The surgeon connects the patient to the heart-lung bypass machine. It will circulate the blood during surgery until the patient receives the donor's heart. The surgeon makes an incision on the skin, cuts the sternum, detaches the blood vessels attached, and removes the diseased heart. The surgeon places the donor's heart and attaches the blood vessels. Once all the vessels are connected, the surgeon allows the blood to flow through the heart. The surgeon starts the heartbeat with the help of small paddles. During the surgery, the patient has a catheter to drain urine, a tube to remove stomach fluid, and an IV line in the arm.
The cardiac surgeon monitors the functioning of blood and looks for possible leakages. Upon satisfaction, the surgeon joins the sternum with wires. The surgeon covers the incised skin with sutures or surgical staples.
After the heart transplant surgery, the nursing staff shifts the patient to the Intensive Care Unit (ICU). The vital parameters of the patients are under constant monitoring through ECG, blood pressure, heartbeat, and oxygen level analysis.
The patient must stay at the hospital for 7-14 days after surgery. In the hospital, the patient starts moderate activity such as walking.
On the day of discharge, the healthcare team provides detailed information about the precautionary measures to be taken during the recovery period. The team also schedules the follow-up visit of the patient.

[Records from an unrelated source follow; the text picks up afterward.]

//! In-memory port implementations and request helpers for router tests.

use std::collections::BTreeMap;
use std::sync::{Arc, Mutex};

use async_trait::async_trait;
use axum::body::Body;
use axum::http::Response;
use http_body_util::BodyExt;
use trigger::ports::{RunSubmitter, SourceCreator, WebhookStore};
use trigger::webhooks::GitHubSource;
use trigger::{
    ClusterError, EventDispatcher, EventType, EventValidator, ListenerName, Namespace, Param,
    ResourceIdentity, RunCoordinator, RunName, RunRequest, RunTemplate, StoreError, TemplateRef,
    TriggerConfig, Webhook, WebhookDefaults, WebhookRegistry, CHECK_SUITE_EVENT_TYPE,
};

use crate::{EventState, WebhookState};

#[derive(Default)]
pub struct StubSubmitter {
    pub requests: Mutex<Vec<RunRequest>>,
    pub failure: Option<ClusterError>,
}

#[async_trait]
impl RunSubmitter for StubSubmitter {
    async fn submit(&self, request: &RunRequest) -> Result<ResourceIdentity, ClusterError> {
        if let Some(err) = &self.failure {
            return Err(err.clone());
        }
        self.requests.lock().unwrap().push(request.clone());
        Ok(ResourceIdentity {
            name: request.name.to_string(),
            namespace: request.namespace.to_string(),
            uid: None,
        })
    }
}

pub fn event_state(submitter: Arc<StubSubmitter>) -> EventState {
    let config = TriggerConfig::new(
        EventType::new(CHECK_SUITE_EVENT_TYPE).unwrap(),
        RunName::new("listener-8082").unwrap(),
        Namespace::new("ci").unwrap(),
        TemplateRef {
            namespace: Namespace::new("ci").unwrap(),
            listener: ListenerName::new("listener").unwrap(),
        },
    )
    .with_inject_revision(true);
    let template = RunTemplate::new(vec![Param::new("revision", "")], Default::default());
    let coordinator = Arc::new(RunCoordinator::new(&config, template, submitter));
    EventState {
        dispatcher: Arc::new(EventDispatcher::new(
            EventValidator::from_config(&config),
            coordinator,
        )),
    }
}

#[derive(Default)]
pub struct StubStore {
    pub records: Mutex<BTreeMap<String, BTreeMap<String, Webhook>>>,
    pub broken: bool,
}

#[async_trait]
impl WebhookStore for StubStore {
    async fn read(&self, namespace: &Namespace) -> Result<BTreeMap<String, Webhook>, StoreError> {
        Ok(self
            .records
            .lock()
            .unwrap()
            .get(namespace.as_str())
            .cloned()
            .unwrap_or_default())
    }

    async fn write(
        &self,
        namespace: &Namespace,
        webhooks: &BTreeMap<String, Webhook>,
    ) -> Result<(), StoreError> {
        if self.broken {
            return Err(StoreError::Cluster(ClusterError::Transport {
                message: "connection reset".into(),
            }));
        }
        self.records
            .lock()
            .unwrap()
            .insert(namespace.to_string(), webhooks.clone());
        Ok(())
    }
}

#[derive(Default)]
pub struct StubSources {
    pub reject: bool,
}

#[async_trait]
impl SourceCreator for StubSources {
    async fn create_source(
        &self,
        _namespace: &Namespace,
        _source: &GitHubSource,
    ) -> Result<(), ClusterError> {
        if self.reject {
            return Err(ClusterError::Api {
                status: 409,
                message: "githubsources \"hook\" already exists".into(),
                retry_after: None,
            });
        }
        Ok(())
    }
}

pub fn webhook_state(store: StubStore, sources: StubSources) -> WebhookState {
    let defaults = WebhookDefaults {
        namespace: "tekton-pipelines".into(),
        docker_registry: "registry.example.com/me".into(),
    };
    WebhookState {
        registry: Arc::new(WebhookRegistry::new(
            defaults,
            Arc::new(store),
            Arc::new(sources),
        )),
    }
}

pub async fn body_text(response: Response<Body>) -> String {
    let bytes = response.into_body().collect().await.unwrap().to_bytes();
    String::from_utf8(bytes.to_vec()).unwrap()
}
//! Payload decoding, polymorphic over event category.
//!
//! Each recognised category maps to one [`DecodedEvent`] variant. Event types
//! with no category are not an error: [`decode`] returns `Ok(None)` so the
//! listener stays forward-compatible with events it does not act on yet.
//! Adding a category means adding an [`EventCategory`] variant, its
//! [`DecodedEvent`] variant, and a handler arm in [`crate::dispatch`].

use crate::config::CHECK_SUITE_EVENT_TYPE;
use crate::{CheckSuitePayload, EventContext, EventEnvelope, TriggerError};

/// Event categories the listener knows how to decode.
#[derive(Debug, Clone, Copy, PartialEq, Eq, Hash)]
pub enum EventCategory {
    /// A CI check suite finished.
    CheckSuite,
}

impl EventCategory {
    /// Every known category.
    pub const ALL: &'static [EventCategory] = &[EventCategory::CheckSuite];

    /// The CloudEvents `type` this category is delivered under.
    pub fn event_type(self) -> &'static str {
        match self {
            Self::CheckSuite => CHECK_SUITE_EVENT_TYPE,
        }
    }

    /// Looks up the category for an event type; `None` if unknown.
    pub fn from_event_type(event_type: &str) -> Option<Self> {
        Self::ALL
            .iter()
            .copied()
            .find(|c| c.event_type() == event_type)
    }
}

/// A typed payload for one known category.
#[derive(Debug, Clone, PartialEq)]
pub enum DecodedEvent {
    CheckSuite(CheckSuitePayload),
}

impl DecodedEvent {
    /// Returns the category of this payload.
    pub fn category(&self) -> EventCategory {
        match self {
            Self::CheckSuite(_) => EventCategory::CheckSuite,
        }
    }
}

/// Decodes the body of a validated envelope.
///
/// # Returns
///
/// * `Ok(Some(event))` - known category, payload decoded
/// * `Ok(None)` - unknown category (ignored, not an error)
/// * `Err(TriggerError::Decode)` - known category, malformed payload
pub fn decode(
    context: &EventContext,
    envelope: &EventEnvelope,
) -> Result<Option<DecodedEvent>, TriggerError> {
    let Some(category) = EventCategory::from_event_type(&context.event_type) else {
        return Ok(None);
    };

    let decode_error = |source| TriggerError::Decode {
        event_type: context.event_type.clone(),
        source,
    };

    match category {
        EventCategory::CheckSuite => {
            let payload: CheckSuitePayload = envelope.data_as().map_err(decode_error)?;
            Ok(Some(DecodedEvent::CheckSuite(payload)))
        }
    }
}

The patient should take the medications strictly as prescribed by the doctor. Most patients recover fully within 6-months after the surgery.
For a successful outcome of the heart transplant, the patient should strictly follow the precautionary measures advised by the doctor. These include:
Taking medicines as prescribed.
For the initial 8-12 weeks after surgery, the patient should refrain from lifting heavy objects or straining on one side of the body.
Not skipping the scheduled follow-up visit.
Informing the doctor immediately in case the patient experiences fatigue, difficulty breathing, or low blood pressure
Taking a healthy diet and performing exercises suggested by the doctor.
Incorporating positive changes in the lifestyle increases the chances of successful heart transplant surgery. The patient may have the following changes in lifestyle:
Take fruits, vegetables, and lean meat in the diet.
Limit the quantity of sugar and salt.
Avoid foods that have a high concentration of sodium.
Not taking trans fats or saturated fats.
Drink enough fluid to stay hydrated.
Do routine exercises such as stretching, walking, cycling, or strength exercise suggested by the doctor.
Patients may participate in a cardiac rehabilitation program.